The remainder of the paper is organized as follows. In Sect. 2, we discuss how contexts are represented using OWL 2 RL and SWRL. In Sect. 3, we describe our model of communicating multi-agent context-aware systems. In Sect. 4, we develop logic \(\mathcal {L}_\mathcal{{OCRS}}\), in Sect. 5 we present an example system and experimental results, and conclude in Sect. 6.

2 Context Modelling

We view context is any information that can be used to identify the status of an entity. An entity can be a person, a place, a physical or a computing object.

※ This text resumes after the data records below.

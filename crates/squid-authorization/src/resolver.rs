//! Capability resolver

use crate::config::ResolverConfig;
use crate::decision::Decision;
use crate::error::ResolverError;
use crate::module::StaticModuleRegistry;
use crate::policy::PolicyTables;
use crate::rules::{ModuleView, RuleContext, RuleTable};
use crate::summary::CapabilitySummary;
use serde::{Deserialize, Serialize};
use squid_core::{GovernanceLevel, Identity, ModuleRegistry, PrivacyLevel};
use std::sync::Arc;
use tracing::{debug, warn};

/// One authorization question.
#[derive(Debug, Clone, Default, PartialEq, Eq, Serialize, Deserialize)]
pub struct ResolveRequest {
    /// `namespace.verb` action
    pub action: Option<String>,
    /// Target module id
    pub module: Option<String>,
    /// Balance the identity has available for the action
    pub balance: Option<u64>,
}

impl ResolveRequest {
    /// Request for an action.
    pub fn action(action: impl Into<String>) -> Self {
        Self {
            action: Some(action.into()),
            ..Self::default()
        }
    }

    /// Request for module access.
    pub fn module(module: impl Into<String>) -> Self {
        Self {
            module: Some(module.into()),
            ..Self::default()
        }
    }

    /// Also target a module.
    pub fn on_module(mut self, module: impl Into<String>) -> Self {
        self.module = Some(module.into());
        self
    }

    /// Supply the available balance.
    pub fn with_balance(mut self, balance: u64) -> Self {
        self.balance = Some(balance);
        self
    }
}

/// Decision function over identity snapshots.
///
/// Decisions depend only on the identity snapshot, the request, the policy
/// tables and the registry contents, so repeated calls agree.
pub struct CapabilityResolver {
    registry: Arc<dyn ModuleRegistry>,
    tables: PolicyTables,
    rules: RuleTable,
}

impl CapabilityResolver {
    /// Resolver with explicit policy.
    pub fn new(registry: Arc<dyn ModuleRegistry>, tables: PolicyTables, rules: RuleTable) -> Self {
        Self {
            registry,
            tables,
            rules,
        }
    }

    /// Resolver with default rules and tables derived from `config`.
    pub fn from_config(registry: Arc<dyn ModuleRegistry>, config: &ResolverConfig) -> Self {
        Self::new(registry, PolicyTables::from_config(config), RuleTable::default())
    }

    /// Policy data in use.
    pub fn tables(&self) -> &PolicyTables {
        &self.tables
    }

    /// Decide whether `identity` may perform `action` on `module`.
    pub fn resolve(
        &self,
        identity: &Identity,
        action: Option<&str>,
        module: Option<&str>,
    ) -> Decision {
        self.evaluate(identity, action, module, None)
    }

    /// Decide a full [`ResolveRequest`], including the balance gate.
    pub fn resolve_request(&self, identity: &Identity, request: &ResolveRequest) -> Decision {
        self.evaluate(
            identity,
            request.action.as_deref(),
            request.module.as_deref(),
            request.balance,
        )
    }

    fn evaluate(
        &self,
        identity: &Identity,
        action: Option<&str>,
        module: Option<&str>,
        balance: Option<u64>,
    ) -> Decision {
        let taxonomy = &self.tables.taxonomy;
        let ctx = RuleContext {
            identity,
            action,
            tags: action.map(|a| taxonomy.tags(a)).unwrap_or_default(),
            structural: action.and_then(|a| taxonomy.structural_op(a)),
            module: module.map(|id| self.module_view(id)),
            balance,
            tables: &self.tables,
        };
        let decision = self.rules.evaluate(&ctx);
        if !decision.allowed {
            debug!(
                identity_id = %identity.did,
                action = action.unwrap_or("-"),
                module = module.unwrap_or("-"),
                rule = ?decision.rule,
                reason = %decision.reason,
                "Capability denied"
            );
        }
        decision
    }

    fn module_view<'a>(&self, id: &'a str) -> ModuleView<'a> {
        let descriptor = match self.registry.lookup(id) {
            Ok(found) => found,
            Err(e) => {
                warn!(module = id, error = %e, "Module registry lookup failed");
                None
            }
        };
        match descriptor {
            Some(d) => ModuleView {
                id,
                discloses_identity: d.discloses_identity(),
                financial: d.is_financial(),
            },
            None => ModuleView {
                id,
                discloses_identity: self.tables.unknown_modules_disclose,
                financial: false,
            },
        }
    }

    /// Aggregate capabilities of `identity` for UI gating and audit annotation.
    pub fn summary(&self, identity: &Identity) -> Result<CapabilitySummary, ResolverError> {
        let modules = self.registry.modules()?;
        let permissions = self.tables.permissions(identity.identity_type);
        let creation = &identity.creation_rules;

        let restricted_modules = modules
            .iter()
            .filter(|m| !self.resolve(identity, None, Some(&m.id)).allowed)
            .map(|m| m.id.clone())
            .collect();
        let restricted_actions = self
            .tables
            .action_catalog
            .iter()
            .filter(|a| !self.resolve(identity, Some(a.as_str()), None).allowed)
            .cloned()
            .collect();

        let can_create = identity.is_active()
            && identity.depth < creation.max_depth
            && !creation.is_leaf_only()
            && permissions.create;

        Ok(CapabilitySummary {
            identity_id: identity.did.clone(),
            can_create_subidentities: can_create,
            can_delete_subidentities: identity.is_active() && permissions.delete,
            can_modify_subidentities: identity.is_active() && permissions.modify,
            has_kyc: identity.kyc.approved,
            is_governance_participant: permissions.governance
                && identity.governance_level != GovernanceLevel::Parent,
            is_public: identity.privacy_level == PrivacyLevel::Public,
            allowed_child_types: if can_create {
                creation.allowed_child_types.iter().copied().collect()
            } else {
                Vec::new()
            },
            restricted_modules,
            restricted_actions,
        })
    }
}

impl Default for CapabilityResolver {
    fn default() -> Self {
        Self::new(
            Arc::new(StaticModuleRegistry::default()),
            PolicyTables::default(),
            RuleTable::default(),
        )
    }
}

impl std::fmt::Debug for CapabilityResolver {
    fn fmt(&self, f: &mut std::fmt::Formatter<'_>) -> std::fmt::Result {
        f.debug_struct("CapabilityResolver")
            .field("tables", &self.tables)
            .field("rules", &self.rules)
            .finish_non_exhaustive()
    }
}
//! Identifier types
//!
//! Identities are addressed by DID strings. Every other record in the core
//! (audit entries, security flags, correlation groups) uses a UUID newtype.

use serde::{Deserialize, Serialize};
use std::fmt;
use uuid::Uuid;

/// DID method prefix for identities minted by this core.
pub const DID_PREFIX: &str = "did:squid:";

/// Decentralized identifier of a node in the identity tree.
#[derive(Debug, Clone, PartialEq, Eq, PartialOrd, Ord, Hash, Serialize, Deserialize)]
#[serde(transparent)]
pub struct IdentityId(String);

impl IdentityId {
    /// Mint a fresh `did:squid:<uuid>` identifier.
    pub fn generate() -> Self {
        Self(format!("{DID_PREFIX}{}", Uuid::new_v4()))
    }

    /// Wrap an existing DID string (no validation; collaborators may use other methods).
    pub fn new(did: impl Into<String>) -> Self {
        Self(did.into())
    }

    /// The raw DID string.
    pub fn as_str(&self) -> &str {
        &self.0
    }
}

impl fmt::Display for IdentityId {
    fn fmt(&self, f: &mut fmt::Formatter<'_>) -> fmt::Result {
        f.write_str(&self.0)
    }
}

impl From<&str> for IdentityId {
    fn from(value: &str) -> Self {
        Self::new(value)
    }
}

macro_rules! uuid_id {
    ($(#[$meta:meta])* $name:ident) => {
        $(#[$meta])*
        #[derive(Debug, Clone, Copy, PartialEq, Eq, PartialOrd, Ord, Hash, Serialize, Deserialize)]
        #[serde(transparent)]
        pub struct $name(Uuid);

        impl $name {
            /// Generate a new random identifier.
            pub fn new() -> Self {
                Self(Uuid::new_v4())
            }

            /// Build from an existing UUID.
            pub fn from_uuid(uuid: Uuid) -> Self {
                Self(uuid)
            }

            /// The underlying UUID.
            pub fn uuid(&self) -> Uuid {
                self.0
            }
        }

        impl Default for $name {
            fn default() -> Self {
                Self::new()
            }
        }

        impl fmt::Display for $name {
            fn fmt(&self, f: &mut fmt::Formatter<'_>) -> fmt::Result {
                write!(f, "{}", self.0)
            }
        }
    };
}

uuid_id!(
    /// Identifier of one appended audit entry.
    AuditEntryId
);
uuid_id!(
    /// Identifier of a raised security flag.
    SecurityFlagId
);
uuid_id!(
    /// Links every audit entry produced by one logical operation.
    CorrelationId
);
//! sQuid Core - Identity Core Foundation
//!
//! Foundational types and effect interfaces shared by every crate of the
//! sQuid identity core. This crate holds data and trait signatures only;
//! behavior lives in the layered crates above it.
//!
//! # Contents
//!
//! - Identifiers: `IdentityId` (DID), `AuditEntryId`, `SecurityFlagId`, `CorrelationId`
//! - Data model: `Identity`, `AuditEntry`, `SecurityFlag`, `EphemeralItem`
//! - Effects: time, key/value storage, repositories, crypto provider,
//!   security notifier, index sync, module registry
//! - Errors: `StorageError`, `TimeError`, `RegistryError`, `HookError`
//!
//! # Persisted namespaces
//!
//! Durable backends keep three independent key spaces, see [`effects::storage::namespace`]:
//! identities by DID, audit entries by per-identity append order, and
//! ephemeral items by `identityId:key`.

#![forbid(unsafe_code)]

/// Audit log and security flag data model
pub mod audit;

/// Configuration validation trait
pub mod config;

/// Ephemeral item data model
pub mod ephemeral;

/// Pure effect interfaces plus the small default handlers
pub mod effects;

/// Error types shared across crates
pub mod errors;

/// Identity and DID identifiers
pub mod identifiers;

/// Identity tree data model
pub mod identity;

/// Physical time representation
pub mod time;

pub use audit::{AuditEntry, AuditOutcome, FlagType, SecurityFlag, Severity};
pub use config::ConfigValidation;
pub use effects::{
    AuditRepository, AuditSigner, EphemeralRepository, IdentityRepository, IndexSync,
    KvStore, MemoryKvStore, ModuleCategory, ModuleDescriptor, ModuleRegistry, PayloadSealer,
    PhysicalTimeEffects, SecurityEvent, SecurityNotifier, SystemClock,
};
pub use ephemeral::{EphemeralItem, EphemeralPayload};
pub use errors::{HookError, RegistryError, StorageError, TimeError};
pub use identifiers::{AuditEntryId, CorrelationId, IdentityId, SecurityFlagId};
pub use identity::{
    CreationRules, GovernanceLevel, Identity, IdentityStatus, IdentitySummary, IdentityType,
    KycStatus, PrivacyLevel,
};
pub use time::PhysicalTime;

This context is relevant to a user and application, and reflects the relationship among themselves [11]. A context can be formally defined as a (subject, predicate, object) triple that states a fact about the subject where — the subject is an entity in the environment, the object is a value or another entity, and the predicate is a relationship between the subject and object. According to [11], “if a piece of information can be used to characterize the situation of a participant in an interaction, then that information is context”. For example, we can represent a context “Fiona is the caregiver of Tracy” as (Fiona, isCareGiverOf, Tracy). Here, the caregiver of a patient is dynamically identified based on the care status of the caregiver. For context modelling we use OWL 2 RL, a profile of the new standardization OWL 2, and based on \(pD^*\) [12] and the description logic program (DLP) [13]. We choose OWL 2 RL because it is more expressive than the RDFS and suitable for the design and development of rule-based systems. An OWL 2 RL ontology can be translated into a set of Horn clause rules based on [13]. Furthermore, we express more complex rule-based concepts using SWRL [14] which allow us to write rules using OWL concepts. In our framework, a context-aware system composed of a set of rule-based agents, and firing of rules that infer new facts may determine context changes and representing overall behaviour of the system.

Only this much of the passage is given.